The second key change is a smoother and much more linear treble response. It is still clean, revealing, and articulate with excellent detail, but unlike the 4C which was a touch more strident and perhaps a little peaky around 6k with some source materials, the Savanna is much more balanced sounding.

It is not as dry sounding either as the 4C. The vocals are still excellent by the way, perhaps even better than the 4C’s cooler take on vocal performance.


The freshly tweaked bass elevation on the Savanna is less sub and more mid-bass from around 80 to 250Hz with a gentle upwards and down and maybe a 2-3dB increase overall in that area.

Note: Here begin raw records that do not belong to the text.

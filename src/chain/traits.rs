//! The chain adapter seam.
//!
//! A single trait covering reads, broadcast, wallet, and signing — the
//! gateway only ever needs one adapter per `Mode`, so there is no reason to
//! keep the RPC surface split across several traits the way a
//! general-purpose client might.

use std::future::Future;

use bitcoin::{Address, NetworkUnchecked, Txid};

use crate::chain::types::{
    EstimateSmartFee, GetTransaction, ListTransactions, ListUnspent, NetworkParams,
};
use crate::domain::Sats;
use crate::error::ChainError;

pub type ChainResult<T> = Result<T, ChainError>;

/// Everything the lifecycle engine needs from a Bitcoin Core wallet node.
pub trait ChainClient: Send + Sync {
    /// Network this client was constructed against (resolved once at
    /// startup via `getblockchaininfo`).
    fn network_params(&self) -> NetworkParams;

    /// Allocates a fresh receive address from the node's wallet.
    fn new_address(&self) -> impl Future<Output = ChainResult<Address<NetworkUnchecked>>> + Send;

    /// `gettransaction` — used on wallet-notify to read the confirmation
    /// count and category of the notified txid.
    fn get_transaction(
        &self,
        txid: &Txid,
    ) -> impl Future<Output = ChainResult<GetTransaction>> + Send;

    /// `listunspent` filtered to a single address, with a minimum
    /// confirmation count. Used both at wallet-notify (`minconf = 0`) and at
    /// the confirmation sweeps (`minconf = 6`).
    fn list_unspent_for_address(
        &self,
        address: &Address<NetworkUnchecked>,
        min_conf: u32,
    ) -> impl Future<Output = ChainResult<Vec<ListUnspent>>> + Send;

    /// `listtransactions`, newest first, used by orphan-broadcast recovery
    /// to find a forward that went out but was never recorded.
    fn list_transactions(
        &self,
        count: u32,
    ) -> impl Future<Output = ChainResult<Vec<ListTransactions>>> + Send;

    /// `estimatesmartfee` at the given confirmation target, in BTC/kB. Does
    /// not apply the constant fallback — that's the caller's job when Core
    /// reports insufficient data.
    fn estimate_smart_fee(
        &self,
        conf_target: u16,
    ) -> impl Future<Output = ChainResult<EstimateSmartFee>> + Send;

    /// Builds, funds, signs and broadcasts a transaction paying `amount` to
    /// `destination`, spending the UTXOs currently sitting on `from_address`
    /// with at least `min_conf` confirmations, change returned to
    /// `change_address`. The wallet passphrase used to unlock for signing
    /// is the one this client was constructed with. Returns the broadcast
    /// txid.
    fn build_and_send_forward(
        &self,
        from_address: &Address<NetworkUnchecked>,
        destination: &Address<NetworkUnchecked>,
        amount: Sats,
        change_address: &Address<NetworkUnchecked>,
        min_conf: u32,
    ) -> impl Future<Output = ChainResult<Txid>> + Send;
}
//! Binary entrypoint: loads config, connects both Bitcoin Core RPC clients,
//! builds the Postgres store, and serves the HTTP surface in front of the
//! lifecycle engine.

use std::collections::HashMap;
use std::net::SocketAddr;
use std::sync::Arc;

use anyhow::{Context, Result};
use bitcoin_gateway::account::AccountPool;
use bitcoin_gateway::chain::client::{Auth, RpcChainClient};
use bitcoin_gateway::config::Config;
use bitcoin_gateway::domain::Mode;
use bitcoin_gateway::engine::Engine;
use bitcoin_gateway::http;
use bitcoin_gateway::logger;
use bitcoin_gateway::notifier::HttpNotifier;
use bitcoin_gateway::price::HttpPriceOracle;
use bitcoin_gateway::store::pg::{build_pool, run_migration, PgStore};
use tracing::{info, metadata::LevelFilter};

#[tokio::main]
async fn main() -> Result<()> {
    dotenvy::dotenv().ok();
    let config = Config::read();

    logger::init_tracing(LevelFilter::INFO, config.json_logs)
        .context("failed to initialize logging")?;

    info!("starting bitcoin-gatewayd");

    let pool = build_pool(&config.database_url()).context("failed to build Postgres pool")?;
    {
        let mut conn = pool.get().context("failed to check out a connection for migrations")?;
        run_migration(&mut conn).map_err(|e| anyhow::anyhow!("failed to run migrations: {e}"))?;
    }
    let store = PgStore::new(pool);

    let test_client = RpcChainClient::connect(
        format!("http://{}", config.bitcoin_test_host),
        Auth::UserPass(config.bitcoin_test_user.clone(), config.bitcoin_test_pass.clone()),
        config.test_wallet_passphrase.clone(),
        None,
        None,
    )
    .await
    .context("failed to connect to testnet bitcoind")?;

    let main_client = RpcChainClient::connect(
        format!("http://{}", config.bitcoin_main_host),
        Auth::UserPass(config.bitcoin_main_user.clone(), config.bitcoin_main_pass.clone()),
        config.main_wallet_passphrase.clone(),
        None,
        None,
    )
    .await
    .context("failed to connect to mainnet bitcoind")?;

    let mut chains = HashMap::new();
    chains.insert(Mode::Test, test_client.clone());
    chains.insert(Mode::Main, main_client.clone());

    let mut change_addresses = HashMap::new();
    change_addresses.insert(Mode::Test, config.test_change_address.clone());
    change_addresses.insert(Mode::Main, config.main_change_address.clone());

    let accounts = AccountPool::new(store.clone());

    let notifier = HttpNotifier::new(config.backend_base_url.clone());
    let price_oracle = HttpPriceOracle::new(config.proxy_base_url.clone());

    let engine = Arc::new(Engine::new(
        accounts,
        chains,
        change_addresses,
        store,
        notifier,
        price_oracle,
        config.forward_amount_percentage,
        config.fallback_fee,
        config.minimum_confirmations,
    ));

    let app = http::router(engine);
    let addr = SocketAddr::from(([0, 0, 0, 0], config.server_port));
    let listener = tokio::net::TcpListener::bind(addr).await.context("failed to bind HTTP listener")?;
    info!(%addr, "listening");

    axum::serve(listener, app).await.context("HTTP server error")?;
    Ok(())
}
//! Wire types for the subset of the Bitcoin Core JSON-RPC surface the
//! gateway actually calls.
//!
//! One struct per RPC result, with small `Deserialize`-only visitor helpers
//! for the fields Core returns as loosely-typed JSON (BTC floats, hex
//! strings, addresses).

use bitcoin::{
    address::NetworkUnchecked, consensus, Address, Amount, SignedAmount, Transaction, Txid,
};
use serde::{
    de::{self, Visitor},
    Deserialize, Deserializer, Serialize,
};

fn deserialize_bitcoin<'d, D>(deserializer: D) -> Result<Amount, D::Error>
where
    D: Deserializer<'d>,
{
    struct BtcVisitor;
    impl Visitor<'_> for BtcVisitor {
        type Value = Amount;

        fn expecting(&self, f: &mut std::fmt::Formatter) -> std::fmt::Result {
            write!(f, "a float representation of a btc amount")
        }

        fn visit_f64<E>(self, v: f64) -> Result<Self::Value, E>
        where
            E: de::Error,
        {
            Amount::from_btc(v).map_err(|e| de::Error::custom(e.to_string()))
        }
    }
    deserializer.deserialize_f64(BtcVisitor)
}

fn deserialize_signed_bitcoin<'d, D>(deserializer: D) -> Result<SignedAmount, D::Error>
where
    D: Deserializer<'d>,
{
    struct SignedBtcVisitor;
    impl Visitor<'_> for SignedBtcVisitor {
        type Value = SignedAmount;

        fn expecting(&self, f: &mut std::fmt::Formatter) -> std::fmt::Result {
            write!(f, "a float representation of a signed btc amount")
        }

        fn visit_f64<E>(self, v: f64) -> Result<Self::Value, E>
        where
            E: de::Error,
        {
            SignedAmount::from_btc(v).map_err(|e| de::Error::custom(e.to_string()))
        }
    }
    deserializer.deserialize_f64(SignedBtcVisitor)
}

fn deserialize_address<'d, D>(deserializer: D) -> Result<Address<NetworkUnchecked>, D::Error>
where
    D: Deserializer<'d>,
{
    struct AddressVisitor;
    impl Visitor<'_> for AddressVisitor {
        type Value = Address<NetworkUnchecked>;

        fn expecting(&self, f: &mut std::fmt::Formatter) -> std::fmt::Result {
            write!(f, "a bitcoin address string")
        }

        fn visit_str<E>(self, v: &str) -> Result<Self::Value, E>
        where
            E: de::Error,
        {
            v.parse::<Address<NetworkUnchecked>>()
                .map_err(|e| de::Error::custom(e.to_string()))
        }
    }
    deserializer.deserialize_str(AddressVisitor)
}

fn deserialize_txid<'d, D>(deserializer: D) -> Result<Txid, D::Error>
where
    D: Deserializer<'d>,
{
    struct TxidVisitor;
    impl Visitor<'_> for TxidVisitor {
        type Value = Txid;

        fn expecting(&self, f: &mut std::fmt::Formatter) -> std::fmt::Result {
            write!(f, "a transaction id string")
        }

        fn visit_str<E>(self, v: &str) -> Result<Self::Value, E>
        where
            E: de::Error,
        {
            v.parse::<Txid>().map_err(|e| de::Error::custom(e.to_string()))
        }
    }
    deserializer.deserialize_str(TxidVisitor)
}

/// Result of `gettransaction`.
#[derive(Clone, Debug, PartialEq, Deserialize)]
pub struct GetTransaction {
    #[serde(deserialize_with = "deserialize_signed_bitcoin")]
    pub amount: SignedAmount,
    pub confirmations: i64,
    #[serde(deserialize_with = "deserialize_txid")]
    pub txid: Txid,
    pub details: Vec<GetTransactionDetail>,
}

#[derive(Clone, Debug, PartialEq, Deserialize)]
pub struct GetTransactionDetail {
    #[serde(deserialize_with = "deserialize_address")]
    pub address: Address<NetworkUnchecked>,
    pub category: TransactionCategory,
}

/// The category of a transaction or UTXO, as reported by `listtransactions`
/// and `listunspent`.
#[derive(Clone, Copy, Debug, PartialEq, Eq, Deserialize, Serialize)]
#[serde(rename_all = "lowercase")]
pub enum TransactionCategory {
    Send,
    Receive,
    Generate,
    Immature,
    Orphan,
}

/// Result of `listunspent`, one per UTXO.
#[derive(Clone, Debug, PartialEq, Deserialize)]
pub struct ListUnspent {
    #[serde(deserialize_with = "deserialize_txid")]
    pub txid: Txid,
    pub vout: u32,
    #[serde(deserialize_with = "deserialize_address")]
    pub address: Address<NetworkUnchecked>,
    #[serde(deserialize_with = "deserialize_bitcoin")]
    pub amount: Amount,
    pub confirmations: u32,
}

/// Result of `listtransactions`, one per wallet transaction.
#[derive(Clone, Debug, PartialEq, Deserialize)]
pub struct ListTransactions {
    #[serde(deserialize_with = "deserialize_address")]
    pub address: Address<NetworkUnchecked>,
    pub category: TransactionCategory,
    #[serde(deserialize_with = "deserialize_signed_bitcoin")]
    pub amount: SignedAmount,
    /// Negative of the network fee paid, in BTC, present on `send` entries.
    pub fee: Option<f64>,
    #[serde(deserialize_with = "deserialize_txid")]
    pub txid: Txid,
}

/// Result of `getblockchaininfo`, trimmed to what the gateway needs to
/// derive `NetworkParams`.
#[derive(Clone, Debug, PartialEq, Deserialize)]
pub struct GetBlockchainInfo {
    pub chain: String,
}

/// The network a chain adapter is talking to, derived once from
/// `getblockchaininfo` rather than selected by config.
#[derive(Clone, Copy, Debug, PartialEq, Eq)]
pub struct NetworkParams {
    pub network: bitcoin::Network,
}

impl NetworkParams {
    pub fn from_chain_name(chain: &str) -> Option<Self> {
        let network = match chain {
            "main" => bitcoin::Network::Bitcoin,
            "test" => bitcoin::Network::Testnet,
            "regtest" => bitcoin::Network::Regtest,
            "signet" => bitcoin::Network::Signet,
            _ => return None,
        };
        Some(NetworkParams { network })
    }
}

/// `getnewaddress` wraps its result in a bare string.
#[derive(Clone, Debug, Deserialize)]
pub struct GetNewAddress(pub String);

/// Input side of `createrawtransaction`.
#[derive(Clone, Debug, Serialize)]
pub struct CreateRawTransactionInput {
    pub txid: String,
    pub vout: u32,
}

/// Options accepted by `fundrawtransaction`.
#[derive(Clone, Debug, Serialize)]
pub struct FundRawTransactionOptions {
    #[serde(rename = "changeAddress")]
    pub change_address: String,
    #[serde(rename = "changePosition")]
    pub change_position: u32,
    #[serde(rename = "subtractFeeFromOutputs")]
    pub subtract_fee_from_outputs: Vec<u32>,
    pub replaceable: bool,
    #[serde(rename = "fee_rate")]
    pub fee_rate: f64,
}

/// Result of `fundrawtransaction`.
#[derive(Clone, Debug, Deserialize)]
pub struct FundRawTransactionResult {
    pub hex: String,
    pub fee: f64,
    pub changepos: i32,
}

impl FundRawTransactionResult {
    pub fn transaction(&self) -> Result<Transaction, consensus::encode::FromHexError> {
        consensus::encode::deserialize_hex(&self.hex)
    }
}

/// Result of `signrawtransactionwithwallet`.
#[derive(Clone, Debug, Deserialize)]
pub struct SignRawTransactionWithWallet {
    pub hex: String,
    pub complete: bool,
}

impl SignRawTransactionWithWallet {
    pub fn transaction(&self) -> Result<Transaction, consensus::encode::FromHexError> {
        consensus::encode::deserialize_hex(&self.hex)
    }
}

/// Result of `estimatesmartfee`. `feerate` is absent when Core reports
/// insufficient data, in which case the caller falls back to the
/// configured constant.
#[derive(Clone, Debug, Deserialize)]
pub struct EstimateSmartFee {
    pub feerate: Option<f64>,
    pub errors: Option<Vec<String>>,
}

It is subtler and less brash, so it stays relatively quick-paced and coherent but definitely more solid sounding than the old 4C. Sub-bass performance is better than the 4C but still has an element of roll-off once you go really low.

The PR material has the Savanna as something to use with acoustics so clearly, bass fundamentals and lower octave bass strings are being given a slight but welcome boost. Nothing worse than a cello or double bass coming in with no weight or depth in an acoustical recording.

That additional elevation does give the bass performance some additional texture that makes it a better pairing with rock and EDM than the 4C could muster, it is still not the IEM you are looking for with low-end oomph.

It is accurate, tight, and pacey which is just perfect for complex strings-based work for picking out a double bass G2 plucks down to around an A1. An E1 or even a C1 pluck might be a bit more in the background given they hit below 50Hz but it should be audible.


Mids on the Savanna, much like the 4C are its strong point. Noble has not tweaked the mids too much from the original formula but in keeping with the tweaks, it does have an ever so slightly smoother and more natural-sounding tone whilst still staying very neutral and balanced sounding.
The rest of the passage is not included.